Similarly, many complaints are made about research priorities and working conditions by the younger scientists working for the 39 research institutes within the ICAR network - including the most important center, the New Delhi-based Indian Agricultural Research Institute.

But these complaints have not succeeded so far in bringing about much-needed reforms.

''What often passes for fundamental research in agriculture is but a variation of similar study done elsewhere having little or no relevance to our conditions,'' the national commission's report says. ''Sometimes research workers having no connection with the field of specialization conduct work in sheer oblivion of the actual problem.''

Criticizing lack of contact between research scientists and final users of research, the report says that areas of research are mostly selected after ''reading scientific literature of the concerned discipline, either Indian or foreign, and then an attempt is made to fit in with the local conditions. Rarely does the researcher go out in the field and pick up his problems from his own direct observations or those of his colleagues engaged in field work.''

The workings of the Indian Council of Agricultural Research have also been criticized by the Public Accounts Committee of Parliament. The last audit committee that looked into the functioning of New Delhi's Indian Agricultural Research Institute was equally unsparing in its remarks regarding the gulf between the farmers' needs and research priorities. It is this neglect that undercuts the promise of the Green Revolution.

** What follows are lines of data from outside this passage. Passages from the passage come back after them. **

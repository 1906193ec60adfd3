//! Layer 3: Access
//!
//! # Purpose
//!
//! This layer defines the capability split every tuple kind is built on:
//! a read-only capability ([`TupleRead`]), a writable capability
//! ([`TupleWrite`]), and a separable generative capability
//! ([`TupleFactory`]) used by generic algorithms to build derived results
//! without knowing the concrete tuple kind.
//!
//! All componentwise predicates and comparisons live here as default
//! methods so every arity shares one implementation, and all of them
//! delegate to the scalar predicates in the math layer.
//!
//! # Architecture
//!
//! ```text
//! API
//!   ↓
//! Layer 5: Tuples
//!   ↓
//! Layer 4: Engine
//!   ↓
//! Layer 3: Access ← You are here
//!   ↓
//! Layer 2: Math
//!   ↓
//! Layer 1: Primitives
//! ```
//!
//! # Invariants
//!
//! * A holder of `&impl TupleRead` can never observe itself causing
//!   mutation through that reference.
//! * Every index argument is validated against `[0, size)` before use.
//! * Size mismatches are errors on mutating paths and `false` on pure
//!   equality paths.

// Feature-gated imports
#[cfg(not(feature = "std"))]
use alloc::vec::Vec;
#[cfg(feature = "std")]
use std::vec::Vec;

// External dependencies
use core::cmp::Ordering;
use num_traits::Float;

// Internal dependencies
use crate::math::predicates;
use crate::primitives::errors::TupleError;
use crate::primitives::validate::Validator;

// ============================================================================
// Read Capability
// ============================================================================

/// Read-only capability over an ordered sequence of float components.
///
/// Implementors only provide [`as_components`](TupleRead::as_components);
/// sizing, indexed access, copy-out conversions, and every predicate and
/// comparison come as shared default methods. The borrowed component view
/// observes the underlying tuple and may change between reads if someone
/// else holds the writable capability; for a tuple whose values can never
/// change, see the constant tuple kinds.
pub trait TupleRead<T: Float> {
    /// Borrow the components as a contiguous slice.
    fn as_components(&self) -> &[T];

    // ========================================================================
    // Sizing and Indexed Access
    // ========================================================================

    /// Number of components.
    #[inline]
    fn size(&self) -> usize {
        self.as_components().len()
    }

    /// Get the component at `index`.
    ///
    /// Fails with [`TupleError::IndexOutOfBounds`] if `index >= size()`.
    #[inline]
    fn get(&self, index: usize) -> Result<T, TupleError> {
        let components = self.as_components();
        Validator::index(index, components.len())?;
        Ok(components[index])
    }

    // ========================================================================
    // Copy-Out Conversions
    // ========================================================================

    /// Copy the components into a freshly allocated vector.
    ///
    /// The result never aliases internal storage.
    #[inline]
    fn to_vec(&self) -> Vec<T> {
        self.as_components().to_vec()
    }

    /// Copy the components into the prefix of a caller-provided buffer.
    ///
    /// Fails with [`TupleError::BufferTooSmall`] if
    /// `buffer.len() < size()`. Components beyond the prefix are left
    /// untouched.
    fn write_into(&self, buffer: &mut [T]) -> Result<(), TupleError> {
        let components = self.as_components();
        Validator::buffer(buffer.len(), components.len())?;
        buffer[..components.len()].copy_from_slice(components);
        Ok(())
    }

    // ========================================================================
    // Componentwise Predicates
    // ========================================================================

    /// Returns `true` iff every component is finite.
    ///
    /// Short-circuits on the first non-finite component.
    #[inline]
    fn is_finite(&self) -> bool {
        self.as_components().iter().all(|&c| predicates::is_finite(c))
    }

    /// Returns `true` iff every component is exactly zero.
    #[inline]
    fn is_zero(&self) -> bool {
        self.as_components().iter().all(|&c| predicates::is_zero(c))
    }

    /// Returns `true` iff every component has magnitude at most `tolerance`.
    ///
    /// Fails with [`TupleError::InvalidTolerance`] if `tolerance < 0`.
    fn is_zero_within(&self, tolerance: T) -> Result<bool, TupleError> {
        Validator::tolerance(tolerance)?;
        Ok(self
            .as_components()
            .iter()
            .all(|&c| predicates::zero_within_unchecked(c, tolerance)))
    }

    // ========================================================================
    // Equality
    // ========================================================================

    /// Componentwise exact equality against another tuple.
    ///
    /// A size mismatch makes the tuples unequal; it is never an error.
    fn eq_tuple<O: TupleRead<T> + ?Sized>(&self, other: &O) -> bool {
        self.eq_slice(other.as_components())
    }

    /// Componentwise tolerant equality against another tuple.
    ///
    /// A size mismatch yields `Ok(false)`. Fails with
    /// [`TupleError::InvalidTolerance`] if `tolerance < 0` regardless of
    /// sizes.
    fn eq_tuple_within<O: TupleRead<T> + ?Sized>(
        &self,
        other: &O,
        tolerance: T,
    ) -> Result<bool, TupleError> {
        self.eq_slice_within(other.as_components(), tolerance)
    }

    /// Componentwise exact equality against a raw component slice.
    fn eq_slice(&self, other: &[T]) -> bool {
        let components = self.as_components();
        components.len() == other.len()
            && components
                .iter()
                .zip(other)
                .all(|(&a, &b)| predicates::eq_exact(a, b))
    }

    /// Componentwise tolerant equality against a raw component slice.
    fn eq_slice_within(&self, other: &[T], tolerance: T) -> Result<bool, TupleError> {
        Validator::tolerance(tolerance)?;
        let components = self.as_components();
        Ok(components.len() == other.len()
            && components
                .iter()
                .zip(other)
                .all(|(&a, &b)| predicates::eq_within_unchecked(a, b, tolerance)))
    }

    // ========================================================================
    // Comparison
    // ========================================================================

    /// Three-way comparison of the component pair at `index`.
    ///
    /// Fails with [`TupleError::IndexOutOfBounds`] if `index` is invalid
    /// for either tuple.
    fn compare_at<O: TupleRead<T> + ?Sized>(
        &self,
        index: usize,
        other: &O,
    ) -> Result<Ordering, TupleError> {
        let a = self.get(index)?;
        let b = other.get(index)?;
        Ok(predicates::compare(a, b))
    }

    /// Tolerant three-way comparison of the component pair at `index`.
    fn compare_at_within<O: TupleRead<T> + ?Sized>(
        &self,
        index: usize,
        other: &O,
        tolerance: T,
    ) -> Result<Ordering, TupleError> {
        Validator::tolerance(tolerance)?;
        let a = self.get(index)?;
        let b = other.get(index)?;
        Ok(predicates::compare_within_unchecked(a, b, tolerance))
    }
}

// ============================================================================
// Write Capability
// ============================================================================

/// Writable capability over an ordered sequence of float components.
///
/// Extends [`TupleRead`] with indexed mutation, bulk assignment, and
/// in-place component exchange. Setters accept any float, including NaN
/// and infinities: finiteness is a query, never an enforced invariant.
pub trait TupleWrite<T: Float>: TupleRead<T> {
    /// Borrow the components as a mutable contiguous slice.
    ///
    /// The slice length is the tuple size; implementations never expose a
    /// length-changing handle here, so writes through it cannot resize the
    /// tuple.
    fn as_components_mut(&mut self) -> &mut [T];

    // ========================================================================
    // Indexed and Bulk Mutation
    // ========================================================================

    /// Set the component at `index`.
    ///
    /// Fails with [`TupleError::IndexOutOfBounds`] if `index >= size()`.
    #[inline]
    fn set(&mut self, index: usize, value: T) -> Result<(), TupleError> {
        let components = self.as_components_mut();
        Validator::index(index, components.len())?;
        components[index] = value;
        Ok(())
    }

    /// Set every component to `value`.
    #[inline]
    fn fill(&mut self, value: T) {
        for component in self.as_components_mut() {
            *component = value;
        }
    }

    /// Assign components from the prefix of a slice.
    ///
    /// The source must supply at least `size()` components; extra trailing
    /// values are ignored. Fails with
    /// [`TupleError::InsufficientComponents`] otherwise, without touching
    /// any component.
    fn set_from_slice(&mut self, values: &[T]) -> Result<(), TupleError> {
        let components = self.as_components_mut();
        Validator::min_size(values.len(), components.len())?;
        components.copy_from_slice(&values[..components.len()]);
        Ok(())
    }

    /// Assign components from another tuple.
    ///
    /// The source must supply at least `size()` components.
    #[inline]
    fn set_from_tuple<O: TupleRead<T> + ?Sized>(&mut self, other: &O) -> Result<(), TupleError> {
        self.set_from_slice(other.as_components())
    }

    // ========================================================================
    // Component Exchange
    // ========================================================================

    /// Swap the components at positions `a` and `b`.
    ///
    /// Fails with [`TupleError::IndexOutOfBounds`] if either index is
    /// invalid; the tuple is untouched on failure.
    fn swap_components(&mut self, a: usize, b: usize) -> Result<(), TupleError> {
        let components = self.as_components_mut();
        Validator::index(a, components.len())?;
        Validator::index(b, components.len())?;
        components.swap(a, b);
        Ok(())
    }

    // ========================================================================
    // Componentwise Extrema
    // ========================================================================

    /// Replace each component with the minimum of itself and the
    /// corresponding component of `other`.
    ///
    /// Fails with [`TupleError::SizeMismatch`] unless the sizes agree.
    fn min_assign<O: TupleRead<T> + ?Sized>(&mut self, other: &O) -> Result<(), TupleError> {
        let source = other.as_components();
        let components = self.as_components_mut();
        Validator::exact_size(source.len(), components.len())?;
        for (dst, &src) in components.iter_mut().zip(source) {
            *dst = dst.min(src);
        }
        Ok(())
    }

    /// Replace each component with the maximum of itself and the
    /// corresponding component of `other`.
    ///
    /// Fails with [`TupleError::SizeMismatch`] unless the sizes agree.
    fn max_assign<O: TupleRead<T> + ?Sized>(&mut self, other: &O) -> Result<(), TupleError> {
        let source = other.as_components();
        let components = self.as_components_mut();
        Validator::exact_size(source.len(), components.len())?;
        for (dst, &src) in components.iter_mut().zip(source) {
            *dst = dst.max(src);
        }
        Ok(())
    }

    // ========================================================================
    // Componentwise Mapping
    // ========================================================================

    /// Replace each component with `f(component)`.
    #[inline]
    fn map_assign<F: Fn(T) -> T>(&mut self, f: F) {
        for component in self.as_components_mut() {
            *component = f(*component);
        }
    }
}

// ============================================================================
// Generative Capability
// ============================================================================

/// Capability to build a new tuple of a concrete kind.
///
/// Generic algorithms use this to construct derived results (rearranged,
/// resized, combined) without naming the concrete type. It is deliberately
/// separate from [`TupleRead`]: the constant tuple kinds implement reads
/// but withhold this capability, so holding one never allows minting
/// derived instances through it.
pub trait TupleFactory<T: Float>: TupleRead<T> + Sized {
    /// Build a tuple with `size` components, each produced by `fill`.
    ///
    /// Fixed-arity kinds fail with [`TupleError::SizeMismatch`] when
    /// `size` differs from their arity; variable-arity kinds accept any
    /// size.
    fn from_fn<F: FnMut(usize) -> T>(size: usize, fill: F) -> Result<Self, TupleError>;

    /// Build a tuple with `size` components, all equal to `value`.
    #[inline]
    fn filled(size: usize, value: T) -> Result<Self, TupleError> {
        Self::from_fn(size, |_| value)
    }

    /// Build a tuple with `size` zero components.
    #[inline]
    fn zeroed(size: usize) -> Result<Self, TupleError> {
        Self::filled(size, T::zero())
    }
}
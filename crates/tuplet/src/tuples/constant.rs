//! Immutable tuples.
//!
//! ## Purpose
//!
//! This module provides the constant tuple kinds: [`ConstTuple`] (fixed
//! arity) and [`ConstVarTuple`] (variable arity). Once constructed, their
//! component values never change — unlike a read-only *view* of a mutable
//! tuple, which may change between successive reads.
//!
//! ## Design notes
//!
//! * **No write capability**: Neither kind implements `TupleWrite`.
//! * **No generative capability**: Neither kind implements `TupleFactory`,
//!   so holding one never allows minting derived instances through it;
//!   convert to a mutable kind first.
//! * **Sharing**: With no mutation path, both kinds are safe to share
//!   across threads without synchronization (auto `Send`/`Sync`).
//!
//! ## Invariants
//!
//! * Component values are fixed at construction for the lifetime of the
//!   value.
//!
//! ## Non-goals
//!
//! * No interior mutability, ever.

// Feature-gated imports
#[cfg(not(feature = "std"))]
use alloc::boxed::Box;
#[cfg(not(feature = "std"))]
use alloc::vec::Vec;
#[cfg(feature = "std")]
use std::vec::Vec;

// External dependencies
use core::array;
use num_traits::Float;

// Internal dependencies
use crate::access::TupleRead;
use crate::primitives::errors::TupleError;
use crate::primitives::validate::Validator;
use crate::tuples::dynamic::VarTuple;
use crate::tuples::fixed::FixedTuple;

// ============================================================================
// Constant Fixed-Arity Tuple
// ============================================================================

/// An immutable tuple of exactly `N` float components.
#[derive(Debug, Clone, Copy, PartialEq)]
pub struct ConstTuple<T, const N: usize> {
    components: [T; N],
}

/// An immutable tuple of exactly 2 float components.
pub type ConstTuple2<T> = ConstTuple<T, 2>;

/// An immutable tuple of exactly 3 float components.
pub type ConstTuple3<T> = ConstTuple<T, 3>;

/// An immutable tuple of exactly 4 float components.
pub type ConstTuple4<T> = ConstTuple<T, 4>;

impl<T: Float, const N: usize> ConstTuple<T, N> {
    /// Create a constant tuple from its component array.
    #[inline]
    pub const fn new(components: [T; N]) -> Self {
        Self { components }
    }

    /// Create a constant tuple from the first `N` values of a slice.
    ///
    /// The slice must supply at least `N` components.
    pub fn from_slice(values: &[T]) -> Result<Self, TupleError> {
        Validator::min_size(values.len(), N)?;
        Ok(Self {
            components: array::from_fn(|i| values[i]),
        })
    }

    /// Create a constant tuple from the first `N` components of another
    /// tuple, capturing its values at this moment.
    #[inline]
    pub fn from_tuple<O: TupleRead<T> + ?Sized>(other: &O) -> Result<Self, TupleError> {
        Self::from_slice(other.as_components())
    }

    /// Copy the components out as an array.
    #[inline]
    pub fn to_array(&self) -> [T; N] {
        self.components
    }

    /// Copy into a mutable fixed-arity tuple.
    #[inline]
    pub fn to_tuple(&self) -> FixedTuple<T, N> {
        FixedTuple::new(self.components)
    }
}

impl<T: Float, const N: usize> TupleRead<T> for ConstTuple<T, N> {
    #[inline]
    fn as_components(&self) -> &[T] {
        &self.components
    }
}

impl<T: Float, const N: usize> From<FixedTuple<T, N>> for ConstTuple<T, N> {
    #[inline]
    fn from(tuple: FixedTuple<T, N>) -> Self {
        Self::new(tuple.to_array())
    }
}

impl<T: Float, const N: usize> From<ConstTuple<T, N>> for FixedTuple<T, N> {
    #[inline]
    fn from(tuple: ConstTuple<T, N>) -> Self {
        tuple.to_tuple()
    }
}

// ============================================================================
// Constant Variable-Arity Tuple
// ============================================================================

/// An immutable tuple of a runtime-determined number of float components.
#[derive(Debug, Clone, PartialEq)]
pub struct ConstVarTuple<T> {
    components: Box<[T]>,
}

impl<T: Float> ConstVarTuple<T> {
    /// Create a constant tuple by copying a slice.
    pub fn from_slice(values: &[T]) -> Self {
        Self {
            components: values.to_vec().into_boxed_slice(),
        }
    }

    /// Create a constant tuple by taking ownership of a component vector.
    pub fn from_vec(components: Vec<T>) -> Self {
        Self {
            components: components.into_boxed_slice(),
        }
    }

    /// Create a constant tuple from another tuple, capturing its values at
    /// this moment.
    #[inline]
    pub fn from_tuple<O: TupleRead<T> + ?Sized>(other: &O) -> Self {
        Self::from_slice(other.as_components())
    }

    /// Number of components.
    #[inline]
    pub fn len(&self) -> usize {
        self.components.len()
    }

    /// Returns `true` if the tuple has no components.
    #[inline]
    pub fn is_empty(&self) -> bool {
        self.components.is_empty()
    }

    /// Copy into a mutable variable-arity tuple.
    #[inline]
    pub fn to_tuple(&self) -> VarTuple<T> {
        VarTuple::from_slice(&self.components)
    }
}

impl<T: Float> TupleRead<T> for ConstVarTuple<T> {
    #[inline]
    fn as_components(&self) -> &[T] {
        &self.components
    }
}

impl<T: Float> From<VarTuple<T>> for ConstVarTuple<T> {
    #[inline]
    fn from(tuple: VarTuple<T>) -> Self {
        Self::from_vec(tuple.into())
    }
}

impl<T: Float> From<ConstVarTuple<T>> for VarTuple<T> {
    #[inline]
    fn from(tuple: ConstVarTuple<T>) -> Self {
        tuple.to_tuple()
    }
}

India's Green Revolution has been based on wheat, the country's second major crop. Wheat covers roughly half as much area as is devoted to rice - India's principal crop. Athough the growth in wheat production has been spectacular, this is partly due to the additional area devoted to the crop.

Wheat lands increased from 31.5 million acres in 1965-66 to more than 52.5 million acres in 1977-78. Overall production, meanwhile, rose from about 11 million tons to more than 34 million tons. The yield per acre grew from 940 to 1 ,680 pounds.

This is the national average. Considering that only the states of Punjab, Haryana, and parts of Uttar Pradesh were involved in the Green Revolution, the increase in production over a limited area has indeed been phenomenal. New, high-yielding dwarf varieties of wheat and extensive use of fertilizers, as well as better irrigation in the plains of northwest India, have contributed to the success.

With all this, however, it was only between 1978 and 1980 that the country did not have to import cereals. In 1981, it imported 1.7 million tons of wheat as well as oil seeds, of which there is an acute shortage.

In addition, the fertilizers essential for growing high-yielding varieties of grain have had to be imported in large quantities. And recent large price rises have created doubts as to whether small and marginal farmers will be able to afford them at all.